Another, Mark Holwager, said, “He may have been a conservative at one time, but he definitely leans to the left now.”
The coalition of Tea Party groups, calling itself Hoosiers for a Conservative Senate, plans to hold a caucus in June where the 70-odd groups involved will choose a candidate to run against Mr. Lugar in the primary next May. In the meantime, the group has designated a coordinator for each of the state’s Congressional districts to begin a campaign to educate voters about what Tea Party supporters call Mr. Lugar’s liberal record.
The group has also had discussions with several national groups that played a role in primaries last year where establishment candidates or Republican incumbents lost to Tea Party challenges, including FreedomWorks, the Tea Party Express and the Club for Growth.
Those behind Tea Party challenges say they learned their lesson about splitting the vote from several primary contests last year, including the Senate races in Illinois and Indiana and Congressional races in Virginia, where a flood of Tea Party candidates resulted in a moderate or establishment candidate winning.
But so far there are few declared candidates. In Utah, some Tea Party supporters say they would back a run by Representative Jason Chaffetz, who won his Congressional seat in 2008 after challenging an incumbent Republican, Chris Cannon, in the primary. That race became a kind of trial run for Tea Party primaries, with many of the same people who worked on Mr. Chaffetz’s campaign working to unseat Mr. Bennett last year.
Still, there is some division. The Tea Party Express, a national group started by longtime Republican consultants, recently announced that it would not back a challenge to Mr. Hatch, calling him “as good as it gets” for Republicans. The Club for Growth, which has poured money into other Republican primary challenges, issued a statement disagreeing.
Utah is a reliably Republican state, so whoever wins the primary is almost assured to win the general election.
In Maine, even some Tea Party supporters say the challenge is trickier: voters have long preferred moderates and independents.

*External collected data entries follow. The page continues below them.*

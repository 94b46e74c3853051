//! Runtime backing the blocking and promise-based client surfaces.
//!
//! The runtime is a single-threaded tokio runtime created on first use, so a
//! client that is only ever driven through `Client::call` from an existing
//! async context never starts one. Spawned requests make progress only while
//! some caller blocks on the runtime: in `Client::request`, `Promise::wait`
//! or the `Client::wait` join point.

use std::future::Future;
use std::pin::Pin;
use std::sync::{Arc, Mutex, OnceLock, PoisonError};
use std::task::{Context, Poll};

use futures::future::join_all;
use tokio::runtime::{Builder, Runtime};
use tokio::sync::oneshot;
use tokio::task::JoinHandle;
use tracing::warn;

use crate::error::ClientError;

pub(crate) struct Executor {
    runtime: OnceLock<Runtime>,
    pending: Mutex<Vec<JoinHandle<()>>>,
}

impl Executor {
    pub(crate) fn new() -> Self {
        Self {
            runtime: OnceLock::new(),
            pending: Mutex::new(Vec::new()),
        }
    }

    fn runtime(&self) -> &Runtime {
        self.runtime.get_or_init(|| {
            Builder::new_current_thread()
                .enable_all()
                .build()
                .expect("current-thread runtime uses valid static config")
        })
    }

    /// Drive `future` to completion on the calling thread.
    ///
    /// Panics when called from inside an async runtime, like every blocking
    /// HTTP client.
    pub(crate) fn block_on<F: Future>(&self, future: F) -> F::Output {
        self.runtime().block_on(future)
    }

    pub(crate) fn spawn<T, F>(self: &Arc<Self>, future: F) -> Promise<T>
    where
        T: Send + 'static,
        F: Future<Output = Result<T, ClientError>> + Send + 'static,
    {
        let (tx, rx) = oneshot::channel();
        let handle = self.runtime().spawn(async move {
            // The promise may have been dropped; the request still ran.
            let _ = tx.send(future.await);
        });

        let mut pending = self.pending.lock().unwrap_or_else(PoisonError::into_inner);
        pending.retain(|h| !h.is_finished());
        pending.push(handle);

        Promise {
            rx,
            executor: Arc::clone(self),
        }
    }

    /// Number of spawned requests that have not settled yet.
    pub(crate) fn pending(&self) -> usize {
        let mut pending = self.pending.lock().unwrap_or_else(PoisonError::into_inner);
        pending.retain(|h| !h.is_finished());
        pending.len()
    }

    /// Block until every spawned request, including ones spawned by
    /// callbacks while waiting, has settled.
    pub(crate) fn wait_all(&self) {
        loop {
            let handles =
                std::mem::take(&mut *self.pending.lock().unwrap_or_else(PoisonError::into_inner));
            if handles.is_empty() {
                return;
            }

            for joined in self.block_on(join_all(handles)) {
                if let Err(err) = joined {
                    warn!(error = %err, "pending rpc task did not complete");
                }
            }
        }
    }
}

// ==============================================================================
// Promise
// ==============================================================================

/// Handle to a request running on the client's executor.
///
/// It is a `Future`, so async code can `.await` it; blocking code calls
/// [`Promise::wait`].
pub struct Promise<T> {
    rx: oneshot::Receiver<Result<T, ClientError>>,
    executor: Arc<Executor>,
}

impl<T> Promise<T> {
    /// Block until this request settles.
    pub fn wait(self) -> Result<T, ClientError> {
        let executor = Arc::clone(&self.executor);
        executor.block_on(self)
    }
}

impl<T> Future for Promise<T> {
    type Output = Result<T, ClientError>;

    fn poll(mut self: Pin<&mut Self>, cx: &mut Context<'_>) -> Poll<Self::Output> {
        Pin::new(&mut self.rx).poll(cx).map(|received| {
            received.unwrap_or_else(|_| {
                Err(ClientError::client(
                    "request task ended before producing a result",
                    0,
                ))
            })
        })
    }
}
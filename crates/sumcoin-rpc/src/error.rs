use serde::{Deserialize, Serialize};

use crate::response::Response;

/// Every failure the client can surface.
///
/// Each variant stores exactly the fields needed to rebuild it, so an error
/// can be serialized (for logging or replay tooling) and deserialized back
/// into an equal value.
#[derive(Debug, Clone, PartialEq, thiserror::Error, Serialize, Deserialize)]
#[serde(tag = "kind", rename_all = "snake_case")]
pub enum ClientError {
    /// Malformed connection URL or options.
    #[error("{message}")]
    BadConfiguration {
        config: serde_json::Value,
        message: String,
    },

    /// Non-daemon HTTP failure: non-2xx status without a JSON-RPC error body,
    /// or a body that could not be decoded at all.
    #[error("{message}")]
    Connection { message: String, code: u16 },

    /// The daemon executed the call and answered with a JSON-RPC error.
    #[error("{}", .response.error_message())]
    BadRemoteCall { response: Box<Response> },

    /// Generic fallback, e.g. a transport failure that never produced an
    /// HTTP response (DNS failure, connection refused).
    #[error("{message}")]
    Client { message: String, code: i64 },
}

impl ClientError {
    pub fn bad_configuration(config: serde_json::Value, message: impl Into<String>) -> Self {
        Self::BadConfiguration {
            config,
            message: message.into(),
        }
    }

    pub fn bad_remote_call(response: Response) -> Self {
        Self::BadRemoteCall {
            response: Box::new(response),
        }
    }

    pub fn client(message: impl Into<String>, code: i64) -> Self {
        Self::Client {
            message: message.into(),
            code,
        }
    }

    /// Short, stable name of the variant.
    pub fn kind(&self) -> &'static str {
        match self {
            Self::BadConfiguration { .. } => "bad_configuration",
            Self::Connection { .. } => "connection",
            Self::BadRemoteCall { .. } => "bad_remote_call",
            Self::Client { .. } => "client",
        }
    }

    pub fn message(&self) -> String {
        self.to_string()
    }

    /// Numeric code: the HTTP status for `Connection`, the daemon's
    /// `error.code` for `BadRemoteCall`, the transport's code for `Client`.
    pub fn code(&self) -> i64 {
        match self {
            Self::BadConfiguration { .. } => 0,
            Self::Connection { code, .. } => i64::from(*code),
            Self::BadRemoteCall { response } => {
                response.remote_error().map(|e| e.code).unwrap_or(0)
            }
            Self::Client { code, .. } => *code,
        }
    }

    /// Full daemon reply, for `BadRemoteCall` only.
    pub fn response(&self) -> Option<&Response> {
        match self {
            Self::BadRemoteCall { response } => Some(response.as_ref()),
            _ => None,
        }
    }

    /// Offending configuration fragment, for `BadConfiguration` only.
    pub fn config(&self) -> Option<&serde_json::Value> {
        match self {
            Self::BadConfiguration { config, .. } => Some(config),
            _ => None,
        }
    }
}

Still, some note the success of the state’s new Republican governor, Paul LePage, who was elected with Tea Party support and is winning applause for pushing to cut the budget.
“The way the state’s been turning, I think if we got a decent conservative in there, it wouldn’t be that much of a problem to win,” said Pete Harring, a Tea Party supporter in Maine. “People are starting to realize we’re just too deep in a hole; we have to do something.”
Mr. LePage narrowly beat an independent candidate in a five-way general election, winning less than 40 percent of the vote. With that in mind, Tea Party supporters have also discussed running a third-party candidate.
In Indiana, several Tea Party supporters met with Mr. Lugar last month, and he argued his conservative credentials. Unconvinced, they announced that they would pursue a primary challenge, and that the first step would be to unify behind one Republican. Potential candidates include a state senator, Mike Delph, and the state treasurer, Richard E. Mourdock.
At the meeting this month, the Tea Party organizers signed a letter that “with deep gratitude and respect” asked Mr. Lugar to resign. With the rise of conservative awareness in America, “the emergence of the modern day Tea Party, and your own more social-liberal perception on issues, we find ourselves at odds,” they wrote.
Mr. Lugar won his last term with 87 percent of the vote after Democrats declined to challenge him. He says he intends to run aggressively, and not change his positions.
“A lot of conservatives believe you have to kowtow to the Tea Party,” said his spokesman, Mark Helmke. “We reject that premise.”
Mr. Holwager argued that there is a disconnect between Tea Party supporters and many of their representatives in Washington.
“Heartland America doesn’t feel the same way as people in the cities,” he said. “We do believe in religion, we go to church all the time, we shoot and fish, and love our families. Some of the time you wish folks in the cities would come live with us and see how we live.”